The recent Senate scandal involving Mike Duffy’s expenses have put Stephen Harper’s government on the defensive. Harper once called the Senate, “a relic of the 19th century,” and that he would not appoint senators. Since taking power, his government has appointed 59 senators. Mike Duffy is one of these individuals; he “represents” PEI despite not living there. The New Democratic Party is on the offense, setting up the website RollUpTheRedCarpet.ca, where they argue for the abolition of the Senate. Despite this apparent level-headed idea, there are problems with the NDP petition. They write that the, “$92.5 million a year it costs to run this archaic institution would be better spent elsewhere.” I disagree. This $92.5 million shouldn’t be taken from Canadians to begin with. Abolish the Senate? Why stop there? Let’s abolish this whole coercive system of bureaucratic state control and crony-capitalism.

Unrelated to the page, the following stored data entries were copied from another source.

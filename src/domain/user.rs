use serde::{Deserialize, Serialize};

use crate::app::{NanorssError, Result};
use crate::domain::page::UserPagemonitor;

/// A registered user and the documents describing their subscriptions.
///
/// The username is the identity and lives in the store key, not in the
/// persisted value. OPML and pagemonitor documents are kept verbatim and only
/// parsed when [`User::feeds`] or [`User::pages`] is called.
#[derive(Debug, Clone, Default, PartialEq, Serialize, Deserialize)]
pub struct User {
    #[serde(skip)]
    pub username: String,
    #[serde(default)]
    pub password: String,
    #[serde(default)]
    pub opml: String,
    #[serde(default)]
    pub pagemonitor: String,
    #[serde(skip)]
    new_username: Option<String>,
}

/// A feed subscription parsed from a user's OPML document.
#[derive(Debug, Clone, PartialEq, Eq)]
pub struct UserFeed {
    pub url: String,
    pub title: String,
}

impl User {
    pub fn new(username: &str) -> Result<Self> {
        Ok(Self {
            username: normalize_username(username)?,
            ..Default::default()
        })
    }

    /// Stages a rename; it takes effect when the user is saved.
    pub fn set_username(&mut self, username: &str) -> Result<()> {
        let username = normalize_username(username)?;
        if username == self.username {
            self.new_username = None;
        } else {
            self.new_username = Some(username);
        }
        Ok(())
    }

    pub fn pending_username(&self) -> Option<&str> {
        self.new_username.as_deref()
    }

    pub(crate) fn take_pending_username(&mut self) -> Option<String> {
        self.new_username.take()
    }

    pub fn set_password(&mut self, password: &str) -> Result<()> {
        self.password = bcrypt::hash(password, bcrypt::DEFAULT_COST)?;
        Ok(())
    }

    pub fn validate_password(&self, password: &str) -> bool {
        if self.password.is_empty() {
            return false;
        }
        bcrypt::verify(password, &self.password).unwrap_or(false)
    }

    pub fn feeds(&self) -> Result<Vec<UserFeed>> {
        parse_opml(&self.opml)
    }

    pub fn pages(&self) -> Result<Vec<UserPagemonitor>> {
        parse_pagemonitor(&self.pagemonitor)
    }
}

pub fn normalize_username(username: &str) -> Result<String> {
    let username = username.trim();
    if username.is_empty() {
        return Err(NanorssError::Invalid("username cannot be empty".into()));
    }
    Ok(username.to_string())
}

#[derive(Debug, Default, Deserialize)]
struct OpmlDocument {
    #[serde(default)]
    body: OpmlBody,
}

#[derive(Debug, Default, Deserialize)]
struct OpmlBody {
    #[serde(rename = "outline", default)]
    outlines: Vec<Outline>,
}

#[derive(Debug, Deserialize)]
struct Outline {
    #[serde(rename = "@xmlUrl", default)]
    xml_url: String,
    #[serde(rename = "@title", default)]
    title: String,
    #[serde(rename = "@text", default)]
    text: String,
    #[serde(rename = "outline", default)]
    outlines: Vec<Outline>,
}

impl Outline {
    fn collect_feeds(self, feeds: &mut Vec<UserFeed>) {
        if !self.xml_url.is_empty() {
            let title = [&self.title, &self.text, &self.xml_url]
                .into_iter()
                .find(|s| !s.is_empty())
                .cloned()
                .unwrap_or_default();
            feeds.push(UserFeed {
                url: self.xml_url,
                title,
            });
        }
        for child in self.outlines {
            child.collect_feeds(feeds);
        }
    }
}

/// Flattens every outline with a non-empty `xmlUrl`, at any depth.
pub fn parse_opml(document: &str) -> Result<Vec<UserFeed>> {
    if document.trim().is_empty() {
        return Ok(Vec::new());
    }
    let opml: OpmlDocument = quick_xml::de::from_str(document)
        .map_err(|e| NanorssError::Invalid(format!("bad OPML document: {}", e)))?;

    let mut feeds = Vec::new();
    for outline in opml.body.outlines {
        outline.collect_feeds(&mut feeds);
    }
    Ok(feeds)
}

#[derive(Debug, Default, Deserialize)]
struct PagesDocument {
    #[serde(rename = "page", default)]
    pages: Vec<PageElement>,
}

#[derive(Debug, Deserialize)]
struct PageElement {
    #[serde(rename = "@url")]
    url: String,
    #[serde(rename = "@match", default)]
    match_pattern: String,
    #[serde(rename = "@replace", default)]
    replace_pattern: String,
    #[serde(rename = "$text", default)]
    title: String,
}

pub fn parse_pagemonitor(document: &str) -> Result<Vec<UserPagemonitor>> {
    if document.trim().is_empty() {
        return Ok(Vec::new());
    }
    let pages: PagesDocument = quick_xml::de::from_str(document)
        .map_err(|e| NanorssError::Invalid(format!("bad pagemonitor document: {}", e)))?;

    Ok(pages
        .pages
        .into_iter()
        .map(|page| UserPagemonitor {
            url: page.url,
            match_pattern: page.match_pattern,
            replace_pattern: page.replace_pattern,
            title: page.title.trim().to_string(),
        })
        .collect())
}

/// Parses both documents and checks that every subscription URL is absolute.
pub fn validate_documents(opml: &str, pagemonitor: &str) -> Result<()> {
    let feed_urls = parse_opml(opml)?.into_iter().map(|f| f.url);
    let page_urls = parse_pagemonitor(pagemonitor)?.into_iter().map(|p| p.url);
    for address in feed_urls.chain(page_urls) {
        url::Url::parse(&address)
            .map_err(|e| NanorssError::Invalid(format!("bad URL {:?}: {}", address, e)))?;
    }
    Ok(())
}

#[cfg(test)]
mod tests {
    use super::*;

    #[test]
    fn test_new_user_trims_username() {
        let user = User::new("  user01 ").unwrap();
        assert_eq!(user.username, "user01");
    }

    #[test]
    fn test_empty_username_rejected() {
        assert!(matches!(User::new("   "), Err(NanorssError::Invalid(_))));

        let mut user = User::new("user01").unwrap();
        assert!(user.set_username("").is_err());
        assert_eq!(user.pending_username(), None);
    }

    #[test]
    fn test_set_username_to_same_name_is_not_a_rename() {
        let mut user = User::new("user01").unwrap();
        user.set_username("user02").unwrap();
        assert_eq!(user.pending_username(), Some("user02"));
        user.set_username(" user01 ").unwrap();
        assert_eq!(user.pending_username(), None);
    }

    #[test]
    fn test_password_validation() {
        let mut user = User::new("user01").unwrap();
        assert!(!user.validate_password(""));
        user.set_password("pass1").unwrap();
        assert!(user.validate_password("pass1"));
        assert!(!user.validate_password("pass2"));
    }

    #[test]
    fn test_parse_nested_opml() {
        let opml = r#"<?xml version="1.0" encoding="UTF-8"?>
<opml version="1.0">
  <head><title>Subscriptions</title></head>
  <body>
    <outline text="Folder">
      <outline text="Feed 1" title="Feed 1" type="rss" xmlUrl="http://feed1"/>
      <outline text="Nested">
        <outline xmlUrl="http://feed2"/>
      </outline>
    </outline>
    <outline text="Feed 3" xmlUrl="http://feed3"/>
  </body>
</opml>"#;
        let feeds = parse_opml(opml).unwrap();
        assert_eq!(
            feeds,
            vec![
                UserFeed {
                    url: "http://feed1".into(),
                    title: "Feed 1".into()
                },
                UserFeed {
                    url: "http://feed2".into(),
                    title: "http://feed2".into()
                },
                UserFeed {
                    url: "http://feed3".into(),
                    title: "Feed 3".into()
                },
            ]
        );
    }

    #[test]
    fn test_parse_empty_documents() {
        assert!(parse_opml("").unwrap().is_empty());
        assert!(parse_pagemonitor("  ").unwrap().is_empty());
    }

    #[test]
    fn test_parse_bad_opml() {
        assert!(matches!(
            parse_opml("<opml><body><outline"),
            Err(NanorssError::Invalid(_))
        ));
    }

    #[test]
    fn test_parse_pagemonitor() {
        let doc = r#"<pages>
  <page url="http://site1" match="m1" replace="r1"/>
  <page url="http://site2">Site 2</page>
</pages>"#;
        let pages = parse_pagemonitor(doc).unwrap();
        assert_eq!(pages.len(), 2);
        assert_eq!(pages[0].url, "http://site1");
        assert_eq!(pages[0].match_pattern, "m1");
        assert_eq!(pages[0].replace_pattern, "r1");
        assert_eq!(pages[0].title, "");
        assert_eq!(pages[1].url, "http://site2");
        assert_eq!(pages[1].match_pattern, "");
        assert_eq!(pages[1].title, "Site 2");
    }

    #[test]
    fn test_validate_documents() {
        let opml = r#"<opml><body><outline xmlUrl="http://feed1"/></body></opml>"#;
        assert!(validate_documents(opml, "").is_ok());

        let relative = r#"<opml><body><outline xmlUrl="feed1.xml"/></body></opml>"#;
        assert!(matches!(
            validate_documents(relative, ""),
            Err(NanorssError::Invalid(_))
        ));
        assert!(validate_documents("", r#"<pages><page url="/x"/></pages>"#).is_err());
    }
}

The NDP write, “unelected, unaccountable senators represent the party that appoints them – not the Canadian people.” But doesn’t the House of Commons serve the same purpose? Candidates are elected into parliament to “represent” their constituency. More often than not, they are backbenchers for the ruling party. At least for the Senate, nobody wastes their time voting. Political parties act as springboards to state power. The state is monopoly on force within a given territory where it claims ultimate legal jurisdiction. While in a democracy one is free to join the state, it is usually filled with individuals looking to increase their power, wealth and influence – the Hayekian “worst rise to the top” theory. So what relation do these strange institutions have to do with values and interests of the Canadian people?

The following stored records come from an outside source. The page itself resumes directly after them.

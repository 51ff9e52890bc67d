//! Full-image snapshot of the store as human-readable JSON.

use std::collections::{BTreeMap, HashMap};
use std::ops::ControlFlow;

use chrono::{DateTime, FixedOffset, Utc};
use serde::{Deserialize, Serialize};

use crate::app::{ErrorCollector, Result};
use crate::domain::timestamp;
use crate::domain::{Feeditem, FeeditemKey, PagemonitorPage, User, UserPagemonitor};
use crate::store::Database;

#[derive(Debug, Clone, Default, PartialEq, Serialize, Deserialize)]
#[serde(rename_all = "PascalCase")]
pub struct Backup {
    #[serde(default)]
    pub users: Vec<BackupUser>,
    #[serde(default)]
    pub feeds: Vec<BackupFeeditem>,
    #[serde(default)]
    pub pagemonitor: Vec<BackupPage>,
    #[serde(default)]
    pub server_config: BTreeMap<String, String>,
}

#[derive(Debug, Clone, Default, PartialEq, Serialize, Deserialize)]
#[serde(rename_all = "PascalCase")]
pub struct BackupUser {
    pub username: String,
    #[serde(default)]
    pub password: String,
    #[serde(default)]
    pub opml: String,
    #[serde(default)]
    pub pagemonitor: String,
    #[serde(default)]
    pub read_items: Vec<String>,
}

#[derive(Debug, Clone, Default, PartialEq, Serialize, Deserialize)]
#[serde(rename_all = "PascalCase")]
pub struct BackupFeeditem {
    #[serde(rename = "FeedURL")]
    pub feed_url: String,
    #[serde(rename = "GUID")]
    pub guid: String,
    #[serde(default)]
    pub title: String,
    #[serde(rename = "URL", default)]
    pub url: String,
    #[serde(
        default,
        serialize_with = "timestamp::serialize_utc",
        deserialize_with = "timestamp::deserialize_fixed"
    )]
    pub date: Option<DateTime<FixedOffset>>,
    #[serde(default)]
    pub contents: String,
    #[serde(
        default,
        serialize_with = "timestamp::serialize_utc",
        deserialize_with = "timestamp::deserialize"
    )]
    pub updated: Option<DateTime<Utc>>,
}

#[derive(Debug, Clone, Default, PartialEq, Serialize, Deserialize)]
#[serde(rename_all = "PascalCase")]
pub struct BackupPage {
    #[serde(rename = "URL")]
    pub url: String,
    #[serde(default)]
    pub title: String,
    #[serde(rename = "Match", default)]
    pub match_pattern: String,
    #[serde(rename = "Replace", default)]
    pub replace_pattern: String,
    #[serde(default)]
    pub contents: String,
    #[serde(default)]
    pub delta: String,
    #[serde(
        default,
        serialize_with = "timestamp::serialize_utc",
        deserialize_with = "timestamp::deserialize"
    )]
    pub updated: Option<DateTime<Utc>>,
}

impl From<Feeditem> for BackupFeeditem {
    fn from(item: Feeditem) -> Self {
        Self {
            feed_url: item.key.feed_url,
            guid: item.key.guid,
            title: item.title,
            url: item.url,
            date: item.date,
            contents: item.contents,
            updated: item.updated,
        }
    }
}

impl From<BackupFeeditem> for Feeditem {
    fn from(record: BackupFeeditem) -> Self {
        Self {
            title: record.title,
            url: record.url,
            date: record.date,
            contents: record.contents,
            updated: record.updated,
            key: FeeditemKey::new(record.feed_url, record.guid),
        }
    }
}

impl From<PagemonitorPage> for BackupPage {
    fn from(page: PagemonitorPage) -> Self {
        Self {
            url: page.config.url,
            title: page.config.title,
            match_pattern: page.config.match_pattern,
            replace_pattern: page.config.replace_pattern,
            contents: page.contents,
            delta: page.delta,
            updated: page.updated,
        }
    }
}

impl From<BackupPage> for PagemonitorPage {
    fn from(record: BackupPage) -> Self {
        Self {
            contents: record.contents,
            delta: record.delta,
            updated: record.updated,
            config: UserPagemonitor {
                url: record.url,
                match_pattern: record.match_pattern,
                replace_pattern: record.replace_pattern,
                title: record.title,
            },
        }
    }
}

impl Backup {
    pub fn to_json(&self) -> Result<String> {
        Ok(serde_json::to_string_pretty(self)?)
    }

    pub fn from_json(json: &str) -> Result<Self> {
        Ok(serde_json::from_str(json)?)
    }
}

impl Database {
    /// Collects every user, item, page and config variable.
    ///
    /// Unreadable records are left out and reported as one aggregate error
    /// after the walk.
    pub fn backup(&self) -> Result<Backup> {
        let mut errors = ErrorCollector::new();
        let mut backup = Backup::default();

        // Titles only live in the users' pagemonitor documents.
        let mut page_titles: HashMap<Vec<u8>, String> = HashMap::new();

        if let Some(users) = errors.record(self.read_all_users()) {
            for user in users {
                if let Ok(pages) = user.pages() {
                    for config in pages {
                        page_titles
                            .entry(config.encode_key())
                            .or_insert(config.title);
                    }
                }
                let Some(read_items) = errors.record(self.get_read_items(&user.username)) else {
                    continue;
                };
                backup.users.push(BackupUser {
                    username: user.username,
                    password: user.password,
                    opml: user.opml,
                    pagemonitor: user.pagemonitor,
                    read_items: read_items
                        .iter()
                        .map(|key| String::from_utf8_lossy(key).into_owned())
                        .collect(),
                });
            }
        }

        errors.record(self.read_all_feeditems(|item| {
            backup.feeds.push(item.into());
            ControlFlow::Continue(())
        }));

        errors.record(self.read_all_pages(|mut page| {
            if let Some(title) = page_titles.get(&page.config.encode_key()) {
                page.config.title = title.clone();
            }
            backup.pagemonitor.push(page.into());
            ControlFlow::Continue(())
        }));

        if let Some(variables) = errors.record(self.get_all_config_variables()) {
            backup.server_config = variables;
        }

        errors.finish()?;
        tracing::info!(
            "Backed up {} users, {} feed items, {} pages",
            backup.users.len(),
            backup.feeds.len(),
            backup.pagemonitor.len()
        );
        Ok(backup)
    }

    /// Loads a snapshot through the regular save operations.
    ///
    /// Not atomic: every record is attempted and failures are reported
    /// together at the end.
    pub fn restore(&self, backup: &Backup) -> Result<()> {
        let mut errors = ErrorCollector::new();

        for (name, value) in &backup.server_config {
            errors.record(self.set_config_variable(name, value));
        }

        for record in &backup.users {
            errors.record(self.restore_user(record));
        }

        for record in &backup.feeds {
            let item = Feeditem::from(record.clone());
            errors.record(self.save_feeditems(std::slice::from_ref(&item)));
        }

        for record in &backup.pagemonitor {
            errors.record(self.save_page(&PagemonitorPage::from(record.clone())));
        }

        tracing::info!(
            "Restored {} users, {} feed items, {} pages ({} failures)",
            backup.users.len(),
            backup.feeds.len(),
            backup.pagemonitor.len(),
            errors.failed()
        );
        errors.finish()
    }

    /// [`Database::backup`] as pretty-printed JSON.
    pub fn backup_json(&self) -> Result<String> {
        self.backup()?.to_json()
    }

    /// Parses `json` and passes it to [`Database::restore`].
    pub fn restore_json(&self, json: &str) -> Result<()> {
        self.restore(&Backup::from_json(json)?)
    }

    fn restore_user(&self, record: &BackupUser) -> Result<()> {
        let mut user = User::new(&record.username)?;
        user.password = record.password.clone();
        user.opml = record.opml.clone();
        user.pagemonitor = record.pagemonitor.clone();
        self.save_user(&mut user)?;

        let mut errors = ErrorCollector::new();
        for item_key in &record.read_items {
            errors.record(self.set_read_status(&user.username, item_key.as_bytes(), true));
        }
        errors.finish()
    }
}
use chrono::{DateTime, Utc};
use serde::{Deserialize, Serialize};

use crate::domain::timestamp;

/// Outcome of the latest fetches of a feed or page.
#[derive(Debug, Clone, Copy, Default, PartialEq, Eq, Serialize, Deserialize)]
pub struct FetchStatus {
    #[serde(
        default,
        serialize_with = "timestamp::serialize",
        deserialize_with = "timestamp::deserialize"
    )]
    pub last_success: Option<DateTime<Utc>>,
    #[serde(
        default,
        serialize_with = "timestamp::serialize",
        deserialize_with = "timestamp::deserialize"
    )]
    pub last_failure: Option<DateTime<Utc>>,
}

impl FetchStatus {
    pub fn success(at: DateTime<Utc>) -> Self {
        Self {
            last_success: Some(at),
            last_failure: None,
        }
    }

    pub fn failure(at: DateTime<Utc>) -> Self {
        Self {
            last_success: None,
            last_failure: Some(at),
        }
    }

    /// Overlays the set instants of `update`; unset ones keep their value.
    pub fn merge(&mut self, update: &FetchStatus) {
        if update.last_success.is_some() {
            self.last_success = update.last_success;
        }
        if update.last_failure.is_some() {
            self.last_failure = update.last_failure;
        }
    }

    pub fn last_activity(&self) -> Option<DateTime<Utc>> {
        self.last_success.max(self.last_failure)
    }

    /// True when the latest attempt succeeded.
    pub fn is_healthy(&self) -> bool {
        match (self.last_success, self.last_failure) {
            (Some(success), Some(failure)) => success >= failure,
            (Some(_), None) => true,
            _ => false,
        }
    }
}
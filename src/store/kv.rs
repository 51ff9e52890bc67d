//! Flat byte-keyed storage engine underneath the typed stores.

use serde::{Deserialize, Serialize};

use crate::app::Result;

pub type Key = Vec<u8>;
pub type Value = Vec<u8>;
pub type KvPair = (Key, Value);

/// A single staged mutation.
#[derive(Debug, Clone, PartialEq, Eq, Serialize, Deserialize)]
pub enum BatchOp {
    Put { key: Key, value: Value },
    Delete { key: Key },
}

impl BatchOp {
    pub fn key(&self) -> &[u8] {
        match self {
            BatchOp::Put { key, .. } | BatchOp::Delete { key } => key,
        }
    }
}

/// Durable ordered key-value engine.
///
/// Every successful write must be durable when the call returns; the
/// transaction log depends on it.
pub trait KvBackend: Send + Sync {
    fn get(&self, key: &[u8]) -> Result<Option<Value>>;

    fn put(&self, key: &[u8], value: &[u8]) -> Result<()>;

    /// Inserts only when `key` is absent. Returns whether the write happened.
    fn put_if_absent(&self, key: &[u8], value: &[u8]) -> Result<bool>;

    /// Deleting an absent key is not an error.
    fn delete(&self, key: &[u8]) -> Result<()>;

    /// Applies `ops` in order, atomically.
    fn write_batch(&self, ops: &[BatchOp]) -> Result<()>;

    /// All pairs whose key starts with `prefix`, in key order.
    fn scan_prefix(&self, prefix: &[u8]) -> Result<Vec<KvPair>>;

    fn keys_with_prefix(&self, prefix: &[u8]) -> Result<Vec<Key>>;

    fn close(&self) -> Result<()>;
}

/// Smallest key greater than every key starting with `prefix`.
pub fn prefix_upper_bound(prefix: &[u8]) -> Option<Vec<u8>> {
    let mut end = prefix.to_vec();
    while let Some(last) = end.pop() {
        if last < u8::MAX {
            end.push(last + 1);
            return Some(end);
        }
    }
    None
}

#[cfg(test)]
mod tests {
    use super::*;

    #[test]
    fn test_prefix_upper_bound() {
        assert_eq!(prefix_upper_bound(b"tx:"), Some(b"tx;".to_vec()));
        assert_eq!(prefix_upper_bound(&[b'a', 0xFF]), Some(vec![b'b']));
        assert_eq!(prefix_upper_bound(&[0xFF, 0xFF]), None);
        assert_eq!(prefix_upper_bound(b""), None);
    }
}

“they are neither our servants, agents, attorneys, nor representatives . . . [for] we do not make ourselves responsible for their acts. If a man is my servant, agent, or attorney, I necessarily make myself responsible for all his acts done within the limits of the power I have intrusted to him. If I have intrusted him, as my agent, with either absolute power, or any power at all, over the persons or properties of other men than myself, I thereby necessarily make myself responsible to those other persons for any injuries he may do them, so long as he acts within the limits of the power I have granted him. But no individual who may be injured in his person or property, by acts of Congress, can come to the individual electors, and hold them responsible for these acts of their so-called agents or representatives. This fact proves that these pretended agents of the people, of everybody, are really the agents of nobody.” [emphasis mine]

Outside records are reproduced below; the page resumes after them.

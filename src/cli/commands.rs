use std::fs;
use std::path::Path;
use std::sync::Arc;

use crate::app::{AppContext, Result};
use crate::domain::User;
use crate::server;
use crate::worker::Worker;

/// Runs the worker and the HTTP server until Ctrl-C.
pub async fn serve(ctx: Arc<AppContext>) -> Result<()> {
    let worker = Arc::new(Worker::new(ctx.clone()));
    let running = worker.clone();
    let handle = tokio::spawn(async move { running.run().await });

    let address = ctx.config.listen_address.clone();
    let result = server::serve(ctx, &address, async {
        if let Err(e) = tokio::signal::ctrl_c().await {
            tracing::error!("Failed to listen for Ctrl-C: {}", e);
        }
    })
    .await;

    worker.stop();
    if let Err(e) = handle.await {
        tracing::error!("Worker task failed: {}", e);
    }
    result
}

pub async fn refresh(ctx: &AppContext) -> Result<()> {
    let report = ctx.parallel_fetcher.refresh(ctx.store_handle()).await?;
    println!(
        "Refresh complete: {} succeeded, {} failed, {} pages changed",
        report.succeeded, report.failed, report.changed_pages
    );
    Ok(())
}

pub fn gc(ctx: &AppContext) -> Result<()> {
    let report = ctx.store.gc()?;
    println!(
        "GC complete: {} expired items, {} stale fetch statuses, {} stale read statuses",
        report.expired_items, report.stale_fetch_statuses, report.stale_read_statuses
    );
    Ok(())
}

pub fn backup(ctx: &AppContext, output: Option<&Path>) -> Result<()> {
    let json = ctx.store.backup_json()?;
    match output {
        Some(path) => {
            fs::write(path, json)?;
            eprintln!("Backup written to {}", path.display());
        }
        None => println!("{}", json),
    }
    Ok(())
}

pub fn restore(ctx: &AppContext, path: &Path) -> Result<()> {
    ctx.store.restore_json(&fs::read_to_string(path)?)?;
    println!("Restored {}", path.display());
    Ok(())
}

pub fn set_password(ctx: &AppContext, username: &str, password: &str) -> Result<()> {
    let mut user = match ctx.store.get_user(username)? {
        Some(user) => user,
        None => {
            println!("Creating user {}", username.trim());
            User::new(username)?
        }
    };
    user.set_password(password)?;
    ctx.store.save_user(&mut user)?;
    println!("Password set for {}", user.username);
    Ok(())
}
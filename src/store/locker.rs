//! Per-key mutual exclusion for transactions.
//!
//! Keys are acquired in sorted order, so two lockers can never wait on each
//! other in a cycle. Locks are not re-entrant.

use std::collections::HashSet;
use std::sync::{Condvar, Mutex};

use crate::app::{NanorssError, Result};

#[derive(Default)]
pub struct KeyLocker {
    held: Mutex<HashSet<Vec<u8>>>,
    released: Condvar,
}

/// Holds a set of keys until dropped.
pub struct KeyLockGuard<'a> {
    locker: &'a KeyLocker,
    keys: Vec<Vec<u8>>,
}

impl KeyLockGuard<'_> {
    /// The locked keys in acquisition order.
    pub fn keys(&self) -> &[Vec<u8>] {
        &self.keys
    }
}

impl KeyLocker {
    pub fn new() -> Self {
        Self::default()
    }

    /// Blocks until every key in `keys` is held by the caller.
    pub fn lock(&self, keys: &[Vec<u8>]) -> Result<KeyLockGuard<'_>> {
        let keys = canonical_order(keys);
        let mut guard = KeyLockGuard {
            locker: self,
            keys: Vec::with_capacity(keys.len()),
        };

        let mut held = self
            .held
            .lock()
            .map_err(|e| NanorssError::Store(e.to_string()))?;
        for key in keys {
            while held.contains(&key) {
                held = self
                    .released
                    .wait(held)
                    .map_err(|e| NanorssError::Store(e.to_string()))?;
            }
            held.insert(key.clone());
            guard.keys.push(key);
        }

        Ok(guard)
    }

    fn unlock(&self, keys: &[Vec<u8>]) {
        let mut held = self.held.lock().unwrap_or_else(|e| e.into_inner());
        for key in keys.iter().rev() {
            held.remove(key);
        }
        drop(held);
        self.released.notify_all();
    }
}

impl Drop for KeyLockGuard<'_> {
    fn drop(&mut self) {
        if !self.keys.is_empty() {
            self.locker.unlock(&self.keys);
        }
    }
}

/// Sorted and deduplicated.
pub fn canonical_order(keys: &[Vec<u8>]) -> Vec<Vec<u8>> {
    let mut keys = keys.to_vec();
    keys.sort();
    keys.dedup();
    keys
}

#[cfg(test)]
mod tests {
    use super::*;
    use std::sync::atomic::{AtomicUsize, Ordering};
    use std::sync::Arc;
    use std::thread;
    use std::time::Duration;

    fn k(s: &str) -> Vec<u8> {
        s.as_bytes().to_vec()
    }

    #[test]
    fn test_canonical_order() {
        assert_eq!(
            canonical_order(&[k("b"), k("a"), k("b")]),
            vec![k("a"), k("b")]
        );
    }

    #[test]
    fn test_duplicate_keys_do_not_self_deadlock() {
        let locker = KeyLocker::new();
        let guard = locker.lock(&[k("a"), k("a")]).unwrap();
        assert_eq!(guard.keys(), &[k("a")]);
    }

    #[test]
    fn test_release_on_drop() {
        let locker = KeyLocker::new();
        drop(locker.lock(&[k("a"), k("b")]).unwrap());
        let _again = locker.lock(&[k("b"), k("a")]).unwrap();
    }

    #[test]
    fn test_overlapping_sets_serialize() {
        let locker = Arc::new(KeyLocker::new());
        let inside = Arc::new(AtomicUsize::new(0));
        let max_inside = Arc::new(AtomicUsize::new(0));

        let handles: Vec<_> = (0..8)
            .map(|i| {
                let locker = locker.clone();
                let inside = inside.clone();
                let max_inside = max_inside.clone();
                thread::spawn(move || {
                    // Every set shares "shared" but lists keys in a different order.
                    let keys = if i % 2 == 0 {
                        vec![k("shared"), k(&format!("own-{}", i))]
                    } else {
                        vec![k(&format!("own-{}", i)), k("shared")]
                    };
                    let _guard = locker.lock(&keys).unwrap();
                    let now = inside.fetch_add(1, Ordering::SeqCst) + 1;
                    max_inside.fetch_max(now, Ordering::SeqCst);
                    thread::sleep(Duration::from_millis(5));
                    inside.fetch_sub(1, Ordering::SeqCst);
                })
            })
            .collect();

        for handle in handles {
            handle.join().unwrap();
        }
        assert_eq!(max_inside.load(Ordering::SeqCst), 1);
    }

    #[test]
    fn test_disjoint_sets_run_in_parallel() {
        let locker = Arc::new(KeyLocker::new());
        let _a = locker.lock(&[k("a")]).unwrap();

        let other = locker.clone();
        let handle = thread::spawn(move || {
            let _b = other.lock(&[k("b")]).unwrap();
        });
        handle.join().unwrap();
    }
}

How could state bureaucrats truly “represent” the people? Markets, unlike bureaus, operate on funds voluntarily provided by individuals. This allocation of resources rests on what individuals value and those unwilling to adapt to these changes face certain poverty. The state is a monopoly that allocates resources arbitrarily. The price signals that arise from voluntary trade are absent when taxation is used. State bureaucrats – elected or not – have no way of knowing whether their actions are profitable and thus valuable and sustainable. It is this economic calculation problem that brought down the communist regimes of the 20th century. It is this problem that keeps the state from ever downsizing itself. Since the PM chief of staff wrote Mike Duffy a $90,000 cheque, the Senate and other bureaus have increased their wealth and power in order to “get to the bottom of things.” Even the opposition, like the NDP, are calling on the RCMP bureaucracy to investigate these corruption charges.
By advocating the abolition of the Senate – but stopping short of applying this reasoning to other government bureaus – the supporters of this initiative are failing to see the forest for the trees. Democratic or not – the social implications of state rule are too destructive to be tolerated. It’s time to roll up the red carpet and abolish the Senate. Then go across the street and dismantle the Bank of Canada before heading over to the House of Commons to end that too. And let’s not forget the Canada Revenue Agency. Located beside the US Embassy on Mackenzie Ave in Ottawa, that should probably be the first bureaucracy to go.